Every line containing the word "region" must be pulled from the records.

Entries provided:
▶
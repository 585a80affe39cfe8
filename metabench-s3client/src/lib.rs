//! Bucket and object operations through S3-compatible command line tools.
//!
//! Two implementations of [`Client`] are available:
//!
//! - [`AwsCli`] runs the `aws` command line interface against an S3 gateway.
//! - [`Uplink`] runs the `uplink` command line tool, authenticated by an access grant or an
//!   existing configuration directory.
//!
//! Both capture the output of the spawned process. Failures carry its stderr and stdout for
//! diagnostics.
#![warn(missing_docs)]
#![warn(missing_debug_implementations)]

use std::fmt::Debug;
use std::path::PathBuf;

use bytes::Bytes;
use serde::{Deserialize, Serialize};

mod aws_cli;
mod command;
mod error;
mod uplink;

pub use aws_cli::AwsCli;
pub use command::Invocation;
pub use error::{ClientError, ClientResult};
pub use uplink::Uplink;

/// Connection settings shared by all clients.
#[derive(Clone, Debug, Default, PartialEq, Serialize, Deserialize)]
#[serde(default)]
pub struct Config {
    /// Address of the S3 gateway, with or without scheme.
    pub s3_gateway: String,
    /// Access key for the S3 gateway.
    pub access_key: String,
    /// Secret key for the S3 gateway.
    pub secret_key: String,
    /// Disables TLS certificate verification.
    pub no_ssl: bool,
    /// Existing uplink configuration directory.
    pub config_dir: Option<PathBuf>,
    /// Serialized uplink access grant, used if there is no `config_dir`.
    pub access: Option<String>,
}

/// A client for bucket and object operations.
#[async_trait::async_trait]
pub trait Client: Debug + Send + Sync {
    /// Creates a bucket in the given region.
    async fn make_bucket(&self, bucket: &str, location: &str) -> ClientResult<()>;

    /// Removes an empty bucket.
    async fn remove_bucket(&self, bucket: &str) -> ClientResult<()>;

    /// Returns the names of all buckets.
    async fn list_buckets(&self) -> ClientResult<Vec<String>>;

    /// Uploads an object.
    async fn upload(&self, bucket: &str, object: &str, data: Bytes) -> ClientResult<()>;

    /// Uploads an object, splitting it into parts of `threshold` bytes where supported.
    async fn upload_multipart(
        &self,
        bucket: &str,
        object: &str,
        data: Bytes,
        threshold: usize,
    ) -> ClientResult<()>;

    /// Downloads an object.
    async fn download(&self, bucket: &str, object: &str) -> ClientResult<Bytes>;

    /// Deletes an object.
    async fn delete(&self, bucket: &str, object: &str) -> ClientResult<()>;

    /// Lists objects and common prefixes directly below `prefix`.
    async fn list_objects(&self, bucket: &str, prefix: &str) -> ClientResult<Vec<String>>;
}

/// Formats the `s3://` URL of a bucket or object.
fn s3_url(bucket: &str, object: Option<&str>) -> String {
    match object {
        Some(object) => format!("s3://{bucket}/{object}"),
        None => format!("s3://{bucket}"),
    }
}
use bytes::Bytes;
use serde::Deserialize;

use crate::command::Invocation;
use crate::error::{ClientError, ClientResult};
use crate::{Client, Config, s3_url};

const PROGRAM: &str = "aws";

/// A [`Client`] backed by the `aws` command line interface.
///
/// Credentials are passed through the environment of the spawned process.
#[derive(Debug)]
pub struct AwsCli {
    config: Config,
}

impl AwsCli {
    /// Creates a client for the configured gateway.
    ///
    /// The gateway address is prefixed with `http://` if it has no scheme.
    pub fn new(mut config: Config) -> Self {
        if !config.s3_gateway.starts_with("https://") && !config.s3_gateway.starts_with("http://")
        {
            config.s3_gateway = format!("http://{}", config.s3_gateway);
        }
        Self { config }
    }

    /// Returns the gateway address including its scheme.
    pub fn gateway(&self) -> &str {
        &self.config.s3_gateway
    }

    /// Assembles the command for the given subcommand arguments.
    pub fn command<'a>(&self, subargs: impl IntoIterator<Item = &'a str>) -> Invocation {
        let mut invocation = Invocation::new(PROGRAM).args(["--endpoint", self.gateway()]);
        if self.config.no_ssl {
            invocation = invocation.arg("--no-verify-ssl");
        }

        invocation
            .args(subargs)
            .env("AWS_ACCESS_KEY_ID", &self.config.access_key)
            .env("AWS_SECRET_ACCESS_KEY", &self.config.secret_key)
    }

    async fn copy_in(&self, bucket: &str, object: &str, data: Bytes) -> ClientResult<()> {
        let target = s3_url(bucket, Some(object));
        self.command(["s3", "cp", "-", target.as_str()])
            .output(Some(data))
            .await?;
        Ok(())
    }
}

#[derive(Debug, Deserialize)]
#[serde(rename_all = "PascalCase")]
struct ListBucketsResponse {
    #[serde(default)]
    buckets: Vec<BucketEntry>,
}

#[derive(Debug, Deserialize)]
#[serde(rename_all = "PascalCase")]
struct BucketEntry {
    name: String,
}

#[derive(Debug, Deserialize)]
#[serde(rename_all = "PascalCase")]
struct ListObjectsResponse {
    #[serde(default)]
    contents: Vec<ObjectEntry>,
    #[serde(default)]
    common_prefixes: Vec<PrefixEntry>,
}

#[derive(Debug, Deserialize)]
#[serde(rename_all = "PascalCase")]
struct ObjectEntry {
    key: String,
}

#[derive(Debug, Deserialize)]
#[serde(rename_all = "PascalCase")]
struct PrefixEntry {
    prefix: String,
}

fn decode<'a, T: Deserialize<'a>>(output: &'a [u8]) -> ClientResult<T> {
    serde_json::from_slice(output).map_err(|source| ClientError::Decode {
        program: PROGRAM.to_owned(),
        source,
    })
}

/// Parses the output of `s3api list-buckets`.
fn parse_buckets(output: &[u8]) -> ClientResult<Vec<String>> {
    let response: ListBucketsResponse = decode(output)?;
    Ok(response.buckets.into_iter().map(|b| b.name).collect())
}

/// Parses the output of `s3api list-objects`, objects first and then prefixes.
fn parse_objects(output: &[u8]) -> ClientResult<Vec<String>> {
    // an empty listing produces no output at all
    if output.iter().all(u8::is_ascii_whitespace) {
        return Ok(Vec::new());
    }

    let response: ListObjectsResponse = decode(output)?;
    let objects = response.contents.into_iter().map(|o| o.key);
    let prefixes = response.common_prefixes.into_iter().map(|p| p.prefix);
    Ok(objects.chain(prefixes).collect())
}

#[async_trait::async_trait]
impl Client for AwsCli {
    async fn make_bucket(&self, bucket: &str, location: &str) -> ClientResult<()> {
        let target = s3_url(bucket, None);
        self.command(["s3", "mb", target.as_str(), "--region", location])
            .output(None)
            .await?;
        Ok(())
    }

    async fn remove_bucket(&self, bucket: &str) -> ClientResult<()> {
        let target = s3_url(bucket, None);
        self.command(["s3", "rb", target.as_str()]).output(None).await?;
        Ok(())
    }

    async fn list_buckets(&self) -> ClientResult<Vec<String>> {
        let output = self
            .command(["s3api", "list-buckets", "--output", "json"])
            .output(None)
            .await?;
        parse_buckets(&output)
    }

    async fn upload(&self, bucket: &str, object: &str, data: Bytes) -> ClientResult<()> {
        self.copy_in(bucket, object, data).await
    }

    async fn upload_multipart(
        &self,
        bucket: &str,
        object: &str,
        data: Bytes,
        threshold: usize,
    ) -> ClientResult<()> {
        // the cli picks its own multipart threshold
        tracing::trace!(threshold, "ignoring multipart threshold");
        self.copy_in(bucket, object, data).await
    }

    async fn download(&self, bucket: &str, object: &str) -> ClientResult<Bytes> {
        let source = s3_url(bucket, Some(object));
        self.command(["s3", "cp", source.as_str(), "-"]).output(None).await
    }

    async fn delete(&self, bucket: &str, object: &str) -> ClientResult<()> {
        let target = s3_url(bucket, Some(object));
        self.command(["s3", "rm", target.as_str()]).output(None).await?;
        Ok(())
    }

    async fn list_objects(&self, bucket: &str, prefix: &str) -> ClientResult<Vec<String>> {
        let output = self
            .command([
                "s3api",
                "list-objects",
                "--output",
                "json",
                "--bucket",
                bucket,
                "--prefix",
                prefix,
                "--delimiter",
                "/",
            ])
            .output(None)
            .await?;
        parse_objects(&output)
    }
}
◀
Output of the task:
    /// Creates a bucket in the given region.
        self.command(["s3", "mb", target.as_str(), "--region", location])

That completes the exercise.